One of the most well-known DNA compressors is Gencompress. Gencompress uses the fact that DNA sequences contain tandem repeats, multiple copies of genes and palindromic sequences. It involves a modified Lempel-Ziv (LZ) algorithm which searches for reverse complements and approximate repeats. Approximate repeats are subsequences which can be transformed into a copy of the original subsequences using a small number of edit operations (substitution, insertion, deletion). Copying an approximate repeat and modifying it with edit operations is shown to be cheaper in terms of bits than describing the sequence under construction in some other manner.

The following video shows as working the Lempel Ziv:

video

Note: if you do not understand the video, in references is the link which explains how it is that works in conjunction with this gif.

The phylogeny is the evolutionary history of the development of a group of organisms.
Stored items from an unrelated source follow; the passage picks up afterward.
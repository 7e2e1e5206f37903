use std::fmt;

#[derive(Debug, Clone, PartialEq)]
pub enum CoreError {
    InitialisationError(String),
    MessagingError(String),
    SchedulingError(String),
    ConfigurationError(String),
    IsolationError(String),
    RegistryError(String),
}

impl fmt::Display for CoreError {
    fn fmt(&self, f: &mut fmt::Formatter<'_>) -> fmt::Result {
        match self {
            CoreError::InitialisationError(msg) => write!(f, "Initialisation error: {msg}"),
            CoreError::MessagingError(msg) => write!(f, "Messaging error: {msg}"),
            CoreError::SchedulingError(msg) => write!(f, "Scheduling error: {msg}"),
            CoreError::ConfigurationError(msg) => write!(f, "Configuration error: {msg}"),
            CoreError::IsolationError(msg) => write!(f, "Isolation error: {msg}"),
            CoreError::RegistryError(msg) => write!(f, "Registry error: {msg}"),
        }
    }
}

impl std::error::Error for CoreError {}

pub type Result<T> = std::result::Result<T, CoreError>;

/// Fatal error raised while a component is being set up.
///
/// Initialisation failures abort the startup of the owning component and are
/// never retried.
#[derive(Debug, Clone, PartialEq, thiserror::Error)]
#[error("Failed to initialise '{component}': {reason}")]
pub struct InitialisationError {
    component: String,
    reason: String,
}

impl InitialisationError {
    pub fn new(component: impl Into<String>, reason: impl Into<String>) -> Self {
        Self {
            component: component.into(),
            reason: reason.into(),
        }
    }

    pub fn component(&self) -> &str {
        &self.component
    }

    pub fn reason(&self) -> &str {
        &self.reason
    }
}

impl From<InitialisationError> for CoreError {
    fn from(err: InitialisationError) -> Self {
        CoreError::InitialisationError(err.to_string())
    }
}
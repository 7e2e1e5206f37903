//! # Execution Template
//!
//! Wraps one unit of flow work with transaction demarcation and
//! exception-handler routing.

use std::future::Future;
use std::sync::Arc;
use tracing::{debug, warn};

use super::transaction::TransactionConfig;
use crate::event::Event;
use crate::messaging::{ExceptionHandler, MessagingError};

/// Single entry point for "run under transaction, route errors through the
/// handler".
///
/// Guarantees:
/// - a transaction opened here is committed exactly once on normal return
///   and rolled back exactly once on failure;
/// - the exception handler runs exactly once per failed operation, and its
///   outcome decides between recovery (`Ok(event)`) and propagation (`Err`);
/// - no failure is swallowed silently: every error either becomes a result
///   event through the handler or escapes to the caller, never both.
pub struct ExecutionTemplate {
    transaction_config: TransactionConfig,
    exception_handler: Arc<dyn ExceptionHandler>,
}

impl ExecutionTemplate {
    pub fn new(
        transaction_config: TransactionConfig,
        exception_handler: Arc<dyn ExceptionHandler>,
    ) -> Self {
        Self {
            transaction_config,
            exception_handler,
        }
    }

    /// Execute `operation` on the given event under this template's
    /// transaction and error semantics.
    pub async fn execute<F, Fut>(&self, event: Event, operation: F) -> Result<Event, MessagingError>
    where
        F: FnOnce(Event) -> Fut + Send,
        Fut: Future<Output = Result<Event, MessagingError>> + Send,
    {
        let transaction = match self.transaction_config.begin_if_required() {
            Ok(transaction) => transaction,
            Err(err) => {
                return self
                    .route_to_handler(MessagingError::new(err.to_string(), event))
                    .await;
            }
        };

        match operation(event).await {
            Ok(response) => {
                if let Some(transaction) = transaction {
                    if let Err(err) = transaction.commit() {
                        return self
                            .route_to_handler(MessagingError::new(err.to_string(), response))
                            .await;
                    }
                    debug!("Transaction committed");
                }
                Ok(response)
            }
            Err(error) => {
                if let Some(transaction) = transaction {
                    if let Err(rollback_err) = transaction.rollback() {
                        // The original failure prevails over the rollback one.
                        warn!(error = %rollback_err, "Transaction rollback failed");
                    } else {
                        debug!("Transaction rolled back");
                    }
                }
                self.route_to_handler(error).await
            }
        }
    }

    async fn route_to_handler(&self, error: MessagingError) -> Result<Event, MessagingError> {
        let event = error.event().clone();
        debug!(
            correlation_id = event.correlation_id(),
            error = error.message(),
            "Routing failure through exception handler"
        );
        self.exception_handler.handle_exception(error, event).await
    }
}
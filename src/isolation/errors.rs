//! Isolation error types, using thiserror for structured errors.

use crate::error::CoreError;
use thiserror::Error;

#[derive(Debug, Error)]
pub enum IsolationError {
    #[error("Malformed classloader model in '{path}': {reason}")]
    MalformedModel { path: String, reason: String },

    #[error("Malformed module descriptor in '{path}': {reason}")]
    MalformedModule { path: String, reason: String },

    #[error("Module discovery failed under '{root}': {source}")]
    ModuleDiscovery {
        root: String,
        #[source]
        source: std::io::Error,
    },

    #[error("Class '{class_name}' is not visible from '{artifact}'")]
    ClassNotFound {
        class_name: String,
        artifact: String,
    },

    #[error("Resource '{resource}' is not visible from '{artifact}'")]
    ResourceNotFound { resource: String, artifact: String },

    #[error("Isolation tree build failed: {reason}")]
    Build { reason: String },
}

impl IsolationError {
    pub fn malformed_model(path: impl Into<String>, reason: impl Into<String>) -> Self {
        Self::MalformedModel {
            path: path.into(),
            reason: reason.into(),
        }
    }

    pub fn malformed_module(path: impl Into<String>, reason: impl Into<String>) -> Self {
        Self::MalformedModule {
            path: path.into(),
            reason: reason.into(),
        }
    }

    pub fn module_discovery(root: impl Into<String>, source: std::io::Error) -> Self {
        Self::ModuleDiscovery {
            root: root.into(),
            source,
        }
    }

    pub fn class_not_found(class_name: impl Into<String>, artifact: impl Into<String>) -> Self {
        Self::ClassNotFound {
            class_name: class_name.into(),
            artifact: artifact.into(),
        }
    }

    pub fn resource_not_found(resource: impl Into<String>, artifact: impl Into<String>) -> Self {
        Self::ResourceNotFound {
            resource: resource.into(),
            artifact: artifact.into(),
        }
    }

    pub fn build(reason: impl Into<String>) -> Self {
        Self::Build {
            reason: reason.into(),
        }
    }
}

impl From<IsolationError> for CoreError {
    fn from(err: IsolationError) -> Self {
        CoreError::IsolationError(err.to_string())
    }
}
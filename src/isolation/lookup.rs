//! Per-node class lookup policy.

use serde::{Deserialize, Serialize};

/// How one package prefix is resolved by a node.
#[derive(Debug, Clone, Copy, PartialEq, Eq, Hash, Serialize, Deserialize)]
#[serde(rename_all = "snake_case")]
pub enum LookupStrategy {
    /// Delegate to the parent before looking locally. Used for boot and API
    /// packages so the whole tree agrees on one definition.
    ParentFirst,
    /// Look locally before delegating. Local definitions shadow the
    /// parent's, keeping artifact-private dependencies contained.
    ChildFirst,
}

/// Ordered package-prefix rules; prefixes registered here resolve
/// parent-first, everything else child-first.
#[derive(Debug, Clone, Default)]
pub struct ClassLookupPolicy {
    parent_first_prefixes: Vec<String>,
}

impl ClassLookupPolicy {
    /// Policy with no parent-first packages: everything is child-first.
    pub fn new() -> Self {
        Self::default()
    }

    pub fn parent_first(prefixes: impl IntoIterator<Item = String>) -> Self {
        Self {
            parent_first_prefixes: prefixes.into_iter().collect(),
        }
    }

    pub fn add_parent_first(&mut self, prefix: impl Into<String>) {
        self.parent_first_prefixes.push(prefix.into());
    }

    pub fn parent_first_prefixes(&self) -> &[String] {
        &self.parent_first_prefixes
    }

    /// Strategy for a fully qualified class name; the first matching prefix
    /// wins.
    pub fn strategy_for(&self, class_name: &str) -> LookupStrategy {
        for prefix in &self.parent_first_prefixes {
            if Self::package_matches(prefix, class_name) {
                return LookupStrategy::ParentFirst;
            }
        }
        LookupStrategy::ChildFirst
    }

    fn package_matches(prefix: &str, class_name: &str) -> bool {
        class_name
            .strip_prefix(prefix)
            .is_some_and(|rest| rest.starts_with('.'))
    }
}

/// Package portion of a fully qualified class name; empty for the default
/// package.
pub(crate) fn package_of(class_name: &str) -> &str {
    class_name
        .rsplit_once('.')
        .map(|(package, _)| package)
        .unwrap_or("")
}
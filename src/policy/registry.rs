//! # Policy Registry
//!
//! Shared, read-mostly collection of registered source policies.
//!
//! ## Overview
//!
//! The registry hands out snapshots: iteration during policy application
//! tolerates concurrent registration and removal because each message works
//! against the copy taken at the start of its policy pass. Registration
//! order is preserved and determines attachment order on the event.

use parking_lot::RwLock;
use std::sync::Arc;
use tracing::debug;

use super::SourcePolicy;

/// Registry of source policies with snapshot iteration semantics.
#[derive(Default)]
pub struct PolicyRegistry {
    policies: RwLock<Vec<Arc<dyn SourcePolicy>>>,
}

impl PolicyRegistry {
    pub fn new() -> Self {
        Self::default()
    }

    /// Register a policy at the end of the registration order.
    pub fn register(&self, policy: Arc<dyn SourcePolicy>) {
        debug!(policy = policy.name(), "Registered source policy");
        self.policies.write().push(policy);
    }

    /// Remove a policy by name. Returns whether one was removed.
    pub fn remove(&self, name: &str) -> bool {
        let mut policies = self.policies.write();
        let before = policies.len();
        policies.retain(|p| p.name() != name);
        let removed = policies.len() < before;
        if removed {
            debug!(policy = name, "Removed source policy");
        }
        removed
    }

    /// Snapshot of the registered policies in registration order.
    pub fn snapshot(&self) -> Vec<Arc<dyn SourcePolicy>> {
        self.policies.read().clone()
    }

    pub fn len(&self) -> usize {
        self.policies.read().len()
    }

    pub fn is_empty(&self) -> bool {
        self.policies.read().is_empty()
    }
}
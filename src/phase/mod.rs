//! # Processing Phases
//!
//! The asynchronous message-processing phase pipeline.
//!
//! ## Overview
//!
//! A [`MessagePhase`] is a named stage with a defined position in the total
//! ordering of phases; the flow-processing phase always sorts after
//! validation. [`FlowProcessingPhase`] drives one message from reception
//! through policy application, routed execution, and response delivery,
//! signalling its one-shot [`PhaseResultNotifier`] exactly once per message.
//!
//! ## Components
//!
//! - [`FlowProcessingPhase`]: the phase state machine itself
//! - [`MessageProcessContext`]: per-message collaborators (source, handler,
//!   transaction config)
//! - [`PhaseResultNotifier`] / [`PhaseResultHandle`]: one-shot completion
//!   token and its awaiting side
//! - [`ResponseCompletion`]: at-most-once response-delivery token
//! - [`WorkScheduler`] / [`TokioWorkScheduler`]: bounded worker pool the
//!   asynchronous phase unit is submitted to

pub mod context;
pub mod flow_processing;
pub mod notifier;

pub use context::{
    MessageProcessContext, MessageSource, PhaseWork, ScheduledWorkPermit, SchedulingError,
    TokioWorkScheduler, WorkScheduler,
};
pub use flow_processing::{FlowProcessingPhase, FlowProcessingTemplate};
pub use notifier::{PhaseResult, PhaseResultHandle, PhaseResultNotifier, ResponseCompletion};

use std::fmt;

/// Position of a phase in the total phase ordering.
///
/// Validation always sorts before flow processing.
#[derive(Debug, Clone, Copy, PartialEq, Eq, PartialOrd, Ord, Hash)]
pub enum PhaseRank {
    Validation,
    FlowProcessing,
}

/// A named stage in the message-processing pipeline.
pub trait MessagePhase: Send + Sync {
    fn name(&self) -> &str;

    fn rank(&self) -> PhaseRank;
}

/// States the flow-processing phase moves through for one message.
///
/// Transitions are strictly sequential per message; the terminal states are
/// entered exactly once.
#[derive(Debug, Clone, Copy, PartialEq, Eq, Hash)]
pub enum PhaseState {
    Received,
    PolicyApplied,
    Routed,
    Responding,
    Completed,
    Failed,
}

impl PhaseState {
    pub fn is_terminal(&self) -> bool {
        matches!(self, Self::Completed | Self::Failed)
    }
}

impl fmt::Display for PhaseState {
    fn fmt(&self, f: &mut fmt::Formatter<'_>) -> fmt::Result {
        match self {
            Self::Received => write!(f, "received"),
            Self::PolicyApplied => write!(f, "policy_applied"),
            Self::Routed => write!(f, "routed"),
            Self::Responding => write!(f, "responding"),
            Self::Completed => write!(f, "completed"),
            Self::Failed => write!(f, "failed"),
        }
    }
}

#[cfg(test)]
mod tests {
    use super::*;

    struct StubPhase {
        rank: PhaseRank,
        name: &'static str,
    }

    impl MessagePhase for StubPhase {
        fn name(&self) -> &str {
            self.name
        }

        fn rank(&self) -> PhaseRank {
            self.rank
        }
    }

    #[test]
    fn test_validation_sorts_before_flow_processing() {
        assert!(PhaseRank::Validation < PhaseRank::FlowProcessing);

        let mut phases: Vec<Box<dyn MessagePhase>> = vec![
            Box::new(StubPhase {
                rank: PhaseRank::FlowProcessing,
                name: "flow-processing",
            }),
            Box::new(StubPhase {
                rank: PhaseRank::Validation,
                name: "validation",
            }),
        ];
        phases.sort_by_key(|phase| phase.rank());
        assert_eq!(phases[0].name(), "validation");
        assert_eq!(phases[1].name(), "flow-processing");
    }

    #[test]
    fn test_terminal_states() {
        assert!(PhaseState::Completed.is_terminal());
        assert!(PhaseState::Failed.is_terminal());
        assert!(!PhaseState::Received.is_terminal());
        assert!(!PhaseState::Responding.is_terminal());
    }

    #[test]
    fn test_state_display() {
        assert_eq!(PhaseState::PolicyApplied.to_string(), "policy_applied");
    }
}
And is the study of the evolutionary relationships between different groups of organisms, using information matrices and DNA molecules morfología.2 With this information established phylogenetic trees, based on phylogenetic classification. This classification is part of the systematic, further comprising also phenetic classification systems and classical Linnean.
Benedetto et al. use this measure of similarity to determine authorship, and for determining the phylogeny of languages. This latter application is what interests us as there is a great deal of literature which suggests that languages evolved through a process of natural selection similar to biological evolution. Therefore, a measure of distance which seems to reflect evolutionary distance between languages would also be useful in understanding phylogenetic relationships between organisms.
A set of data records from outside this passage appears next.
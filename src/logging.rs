//! # Structured Logging
//!
//! Environment-aware structured logging for debugging asynchronous phase
//! execution.

use std::sync::OnceLock;
use tracing_subscriber::{fmt, layer::SubscriberExt, util::SubscriberInitExt, EnvFilter, Layer};

static LOGGER_INITIALIZED: OnceLock<()> = OnceLock::new();

/// Initialize structured logging once per process.
///
/// The filter comes from `FLOWGATE_LOG` when set, otherwise from the
/// detected environment. Safe to call repeatedly and from tests; an already
/// installed global subscriber is left in place.
pub fn init_structured_logging() {
    LOGGER_INITIALIZED.get_or_init(|| {
        let environment = get_environment();
        let filter = std::env::var("FLOWGATE_LOG")
            .unwrap_or_else(|_| default_log_level(&environment).to_string());

        let subscriber = tracing_subscriber::registry().with(
            fmt::layer()
                .with_target(true)
                .with_level(true)
                .with_filter(EnvFilter::new(filter)),
        );

        if subscriber.try_init().is_err() {
            tracing::debug!("Global tracing subscriber already initialized");
        }

        tracing::info!(environment = %environment, "Structured logging initialized");
    });
}

fn get_environment() -> String {
    std::env::var("FLOWGATE_ENV")
        .or_else(|_| std::env::var("APP_ENV"))
        .unwrap_or_else(|_| "development".to_string())
}

fn default_log_level(environment: &str) -> &'static str {
    match environment {
        "production" => "info",
        _ => "debug",
    }
}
That the basic principle behind the Lempel-Ziv compression algorithms have been so successful in identifying evolutionary relationships may mean that the differences uncovered through the use of compression are somehow natural to the evolutionary process. This speculation is further supported by the exploitation of distance metrics based on compression for protein classification and genome segmentation [61]. Kocsor et al. showed that using compression based approaches can be more accurate for protein classification than the commonly used Smith-Waterman alignment algorithm or Hidden Markov Models. Pelta showed that the compression of protein contact maps can be used for protein classification and showed that the UNIX compress algorithm can be used for protein domain identification.

Grammar and Biology

The Lempel-Ziv algorithms, though usually not thought of that way, are examples of the use of
a grammar for compression. The original concept behind abstract grammars is that a grammar G is
meant to completely describe the underlying structure of a corpus of sequences. Because most naturally
occurring sequences contain repetition and redundancy, grammars are often able to describe sequences
efficiently. Hence, the usage of grammars can be thought of as a means to provide compression.

The next figure show how works this type of compression.




Identification of function and/or meaning of segments of biological sequences remains an ongoing and active area of research. This means studying primary structure, or the sequential ordering, of sequences and the secondary structure, or the three-dimensional shapes that form due to attractions that occur among separated segments within the sequences. A somewhat uncommon method for predicting RNA secondary structure focuses only on the information contained within the sequences.


Conclusion
The concepts behind data compression have been very useful in understanding how information is organized in a number of signals used in multimedia communications. It is a natural step to go from analyzing signals such as speech, audio and video to analyzing biological “signals” such as DNA, RNA, and proteins. The results have been somewhat counterintuitive. Instead of these techniques being useful in the development of compression algorithms for biological signals, these concepts have been most useful in illuminating various biological relationships. These range from providing a species signature to providing tools for analyzing the behavior of gene regulation networks. Reviewing the wide variety of places where these concepts have been useful it is difficult to escape the feeling that information theory, in particular those aspects of it that relate to data compression, are somehow organic to the area of bioinformatics. Is believe this will be a fascinating field of study for many years to come and a productive area in which people with an understanding of these concepts can make valuable contributions.

References:
[*] Ozkan U. Nalbanto ̃ lu, David J. Russell and Khalid Sayood. "Data Compression Concepts and Algorithms and Their Applications to Bioinformatics". Entropy 2010, 12.  http://www.mdpi.com/1099-4300/12/1/34

[*] Pablo Morales. "Que es la Filogenia". 9 de julio de 2010. http://biologia.laguia2000.com/biologia/que-es-la-filogenia

[*] "Animation of Lempel-Ziv Encoding Algorithm" http://www.data-compression.com/lempelziv.html. gif lempel ziv.

Images taken from the pdf


1 comentario:

  1. Pusiste bien chiquitas las gráficas... Tu formato de referencias aún no le alcanza a lo que yo espero ;) Una conclusión propia hubiera sido bienvenida. Van 3 pts extra en la última tarea.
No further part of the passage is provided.